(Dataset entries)
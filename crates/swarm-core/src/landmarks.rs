//! Hand landmark model as delivered by the external hand-tracking engine.
//!
//! Each detected hand is a fixed sequence of 21 points with x/y normalized to
//! the capture frame (origin top-left, y grows downward) and z a relative
//! depth. Frames carry zero, one or two hands in the engine's order; the
//! first hand is the primary one.

use crate::constants::{LANDMARKS_PER_HAND, MAX_HANDS};
use crate::error::{Result, SwarmError};
use glam::Vec2;
use smallvec::SmallVec;

pub const WRIST: usize = 0;
pub const THUMB_IP: usize = 3;
pub const THUMB_TIP: usize = 4;
pub const INDEX_PIP: usize = 6;
pub const INDEX_TIP: usize = 8;
pub const MIDDLE_MCP: usize = 9;
pub const MIDDLE_PIP: usize = 10;
pub const MIDDLE_TIP: usize = 12;
pub const RING_PIP: usize = 14;
pub const RING_TIP: usize = 16;
pub const PINKY_MCP: usize = 17;
pub const PINKY_PIP: usize = 18;
pub const PINKY_TIP: usize = 20;

/// (tip, proximal joint) pairs for the four non-thumb fingers.
pub const FINGER_JOINTS: [(usize, usize); 4] = [
    (INDEX_TIP, INDEX_PIP),
    (MIDDLE_TIP, MIDDLE_PIP),
    (RING_TIP, RING_PIP),
    (PINKY_TIP, PINKY_PIP),
];

#[derive(Clone, Copy, Debug, Default, PartialEq)]
pub struct Landmark {
    pub x: f32,
    pub y: f32,
    pub z: f32,
}

impl Landmark {
    pub const fn new(x: f32, y: f32, z: f32) -> Self {
        Self { x, y, z }
    }

    #[inline]
    pub fn xy(&self) -> Vec2 {
        Vec2::new(self.x, self.y)
    }

    /// Planar distance in normalized image units; depth is ignored.
    #[inline]
    pub fn distance_xy(&self, other: &Landmark) -> f32 {
        self.xy().distance(other.xy())
    }

    fn is_finite(&self) -> bool {
        self.x.is_finite() && self.y.is_finite() && self.z.is_finite()
    }
}

#[derive(Clone, Copy, Debug, PartialEq)]
pub struct Hand {
    pub points: [Landmark; LANDMARKS_PER_HAND],
}

impl Hand {
    pub fn new(points: [Landmark; LANDMARKS_PER_HAND]) -> Self {
        Self { points }
    }

    #[inline]
    pub fn point(&self, index: usize) -> &Landmark {
        &self.points[index]
    }

    fn validate(&self, hand: usize) -> Result<()> {
        match self.points.iter().position(|p| !p.is_finite()) {
            Some(index) => Err(SwarmError::NonFinite { hand, index }),
            None => Ok(()),
        }
    }
}

/// One frame of detector output: up to two validated hands.
#[derive(Clone, Debug, Default, PartialEq)]
pub struct HandFrame {
    hands: SmallVec<[Hand; MAX_HANDS]>,
}

impl HandFrame {
    pub fn empty() -> Self {
        Self::default()
    }

    pub fn new(hands: impl IntoIterator<Item = Hand>) -> Result<Self> {
        let hands: SmallVec<[Hand; MAX_HANDS]> = hands.into_iter().collect();
        if hands.len() > MAX_HANDS {
            return Err(SwarmError::TooManyHands(hands.len()));
        }
        for (i, h) in hands.iter().enumerate() {
            h.validate(i)?;
        }
        Ok(Self { hands })
    }

    /// Build a frame from per-hand point lists of arbitrary length, rejecting
    /// any hand whose shape does not match the 21-point layout.
    pub fn from_points(hands: &[Vec<Landmark>]) -> Result<Self> {
        if hands.len() > MAX_HANDS {
            return Err(SwarmError::TooManyHands(hands.len()));
        }
        let mut out = SmallVec::<[Hand; MAX_HANDS]>::new();
        for (i, pts) in hands.iter().enumerate() {
            let points: [Landmark; LANDMARKS_PER_HAND] =
                pts.as_slice()
                    .try_into()
                    .map_err(|_| SwarmError::LandmarkCount {
                        hand: i,
                        got: pts.len(),
                        expected: LANDMARKS_PER_HAND,
                    })?;
            out.push(Hand::new(points));
        }
        Self::new(out)
    }

    /// Build a frame from a flat `[x, y, z, x, y, z, ...]` buffer holding
    /// `num_hands` consecutive hands.
    pub fn from_flat(flat: &[f32], num_hands: usize) -> Result<Self> {
        if num_hands > MAX_HANDS {
            return Err(SwarmError::TooManyHands(num_hands));
        }
        let stride = LANDMARKS_PER_HAND * 3;
        let mut out = SmallVec::<[Hand; MAX_HANDS]>::new();
        for h in 0..num_hands {
            let chunk = flat.get(h * stride..(h + 1) * stride).ok_or_else(|| {
                SwarmError::LandmarkCount {
                    hand: h,
                    got: flat.len().saturating_sub(h * stride) / 3,
                    expected: LANDMARKS_PER_HAND,
                }
            })?;
            let mut points = [Landmark::default(); LANDMARKS_PER_HAND];
            for (p, xyz) in points.iter_mut().zip(chunk.chunks_exact(3)) {
                *p = Landmark::new(xyz[0], xyz[1], xyz[2]);
            }
            out.push(Hand::new(points));
        }
        Self::new(out)
    }

    #[inline]
    pub fn hands(&self) -> &[Hand] {
        &self.hands
    }

    #[inline]
    pub fn len(&self) -> usize {
        self.hands.len()
    }

    #[inline]
    pub fn is_empty(&self) -> bool {
        self.hands.is_empty()
    }

    #[inline]
    pub fn primary(&self) -> Option<&Hand> {
        self.hands.first()
    }
}

#[cfg(test)]
mod tests {
    use super::*;

    #[test]
    fn flat_buffer_with_short_second_hand_is_rejected() {
        let flat = vec![0.5; LANDMARKS_PER_HAND * 3 + 10];
        let err = HandFrame::from_flat(&flat, 2).unwrap_err();
        assert!(matches!(err, SwarmError::LandmarkCount { hand: 1, .. }));
    }

    #[test]
    fn nan_coordinate_is_rejected() {
        let mut flat = vec![0.5; LANDMARKS_PER_HAND * 3];
        flat[7] = f32::NAN;
        let err = HandFrame::from_flat(&flat, 1).unwrap_err();
        assert_eq!(err, SwarmError::NonFinite { hand: 0, index: 2 });
    }

    #[test]
    fn three_hands_are_rejected() {
        let flat = vec![0.5; LANDMARKS_PER_HAND * 9];
        assert_eq!(
            HandFrame::from_flat(&flat, 3).unwrap_err(),
            SwarmError::TooManyHands(3)
        );
    }
}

> [Task to carry out]:
Please print exactly what appears from the first line of the data through the line with "the primary one.", including both of those lines and nothing past them.

> [Response]:
filename crates/swarm-core/src/landmarks.rs
//! Hand landmark model as delivered by the external hand-tracking engine.
//!
//! Each detected hand is a fixed sequence of 21 points with x/y normalized to
//! the capture frame (origin top-left, y grows downward) and z a relative
//! depth. Frames carry zero, one or two hands in the engine's order; the
//! first hand is the primary one.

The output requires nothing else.